The Frankfurt Zoo Auditorium featured a small stage facing 300 folding chairs with 150 on each side divided by an aisle. We sat near the aisle in the third row, and I was completely mesmerized by how great the acoustics were there. At one point, Billy Joel stepped off the stage and ran up and down the aisle while singing and I certainly felt that he gave a great performance that night.

If you’ve watched the movie “Almost Famous,” you’ve probably seen the cover of Simon and Garfunkel’s “Bookends” album. It’s a black and white image of the two singers and in the film, actress Zooey Deschanel brings the album home and her mother, portrayed by actress Frances McDormand, disapproves. Deschanel says that the music of Simon and Garfunkel is poetry, but McDormand says “Yes, it's poetry. It is the poetry of drugs and promiscuous sex.”

The “Bookends” album contains an interesting mix of catchy tunes including “A Hazy Shade of Winter,” “At the Zoo,” “Mrs. Robinson” (from the 1967 film “The Graduate”), and “America.” Deschanel plays “America” from “Bookends” to explain to her mother why she’s leaving home to become a flight attendant. At one time in the 1970s, I owned the Simon and Garfunkel album “Bookends” on 8-Track tape for my car, but that’s another story for another time.

Growing up in the 1960s, I loved listening to Peter Paul and Mary but have never previously owned one of their albums. This was their first album on the Warner Brothers label in 1962 and includes classic folk songs such as “500 Miles,” “Where Have All The Flowers Gone,” “If I Had A Hammer,” and “Lemon Tree.” I was on my way to the front of the store to pay for the other records I had found when I noticed the “Peter Paul and Mary” album.

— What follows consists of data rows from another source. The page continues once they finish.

//! # relay-ldap
//!
//! Directory query engine.
//!
//! Callers express selection criteria as portable [`FilterNode`] trees and
//! [`SortSpec`]s instead of directory syntax. The engine compiles them into
//! LDAP filters, runs them on a named, lazily established connection and
//! returns normalized [`LdapEntry`] records.
//!
//! - [`filter`] / [`query`]: filter tree compiler
//! - [`sort`]: chunked pagination and bounded client-side sorting
//! - [`connection`]: retrieval operations and the query cache
//! - [`provider`]: connection registry
//! - [`directory`]: transport seam (`ldap3`), [`memory`]: in-memory directory
//! - [`health`]: connectivity and attribute checks
//!
//! ## Example
//!
//! ```ignore
//! use relay_ldap::{ConnectionConfig, EntriesOptions, LdapConnectionProvider, SortSpec};
//!
//! let provider = LdapConnectionProvider::new();
//! provider.set_config(vec![ConnectionConfig::new("main", "ldap.example.com", "o=org")])?;
//!
//! let connection = provider.get_connection("main")?;
//! let page = connection
//!     .get_entries(1, 30, &EntriesOptions::new().sort("sn".parse::<SortSpec>()?))
//!     .await?;
//! ```

#![forbid(unsafe_code)]
#![deny(missing_docs)]

pub mod config;
pub mod connection;
pub mod directory;
pub mod entry;
pub mod error;
pub mod filter;
pub mod health;
pub mod memory;
pub mod provider;
pub mod query;
pub mod sort;

pub use config::{ConnectionConfig, Encryption};
pub use connection::{EntriesOptions, LdapConnection, DEFAULT_PAGE_SIZE};
pub use directory::{Directory, DirectoryConnector, EntryStream, Ldap3Connector};
pub use entry::{AttributeValue, LdapEntry};
pub use error::{LdapError, LdapResult};
pub use filter::{FilterNode, FilterValue, Operator};
pub use health::{CheckResult, CheckStatus, HealthCheck};
pub use memory::{MemoryConnector, MemoryDirectory};
pub use provider::LdapConnectionProvider;
pub use query::{is_attribute_description, LdapFilter, QueryBuilder};
pub use sort::SortSpec;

Its cost of $3 was less than a gallon of gas and it promises to be a much-beloved part of my collection, especially since it was the first folk music album to ever reach the top position in America on the Billboard Popular Music chart.

The weekend after the New Year’s holiday, Nancy and I went to the theater to see the Bob Dylan biopic “A Complete Unknown.” Scenes in that movie depict the friendship between Dylan and Johnny Cash and although I’m not much of a country music afficionado, I am aware that Johnny Cash is truly a legend, and through the years I have come to appreciate his music.

Finding “The Best of Johnny Cash: Ring of Fire” album was indeed a stroke of luck. The distinctive purple album cover, and the LP inside it are in near-mint condition, and it’s a tangible piece of history now residing in my music room. Released in July 1963, sales for “The Best of Johnny Cash: Ring of Fire” grew over the rest of that year and it was the first #1 album when Billboard debuted their “Country Album Chart” on Jan. 11, 1964. Some new copies of the soon-to-be 62-year-old album are selling for $35 currently on Amazon.

With each passing day, I’m so grateful to have rebuilt my home stereo system last summer. I even have co-workers contribute albums to my collection. Over Christmas, Melissa Carter of The Windham Eagle was in Goodwill and found two old Neil Diamond albums which she purchased and gave to me.

For me, music rekindles past memories, it helps me travel to places I wouldn’t normally visit, and awakens my sense of creativity. <

Friday, August 16, 2024

Andy Young: Changing of the guard at the National Statuary

By Andy Young

The National Statuary Hall in Washington D.C. contains 101 full-body sculptures of important individuals, including two from each state. The 101st is of Rosa Parks, who represents either no particular state or every state, depending on the eye of the beholder.

The National Statuary Hall is in Washington, D.C.
COURTESY PHOTO
The gallery houses a wide variety of statues depicting famous Americans. A likeness of Virginia’s George Washington is there, as are representations of Ohio’s Thomas Edison, Alabama’s Helen Keller, and Dwight Eisenhower of Kansas. Not everyone represented is well-known, though. How many Americans are familiar with Iowa’s Norman Borlaug, Father Damien of Hawaii, Esther Hobart Morris of Wyoming, or Po’pay of New Mexico?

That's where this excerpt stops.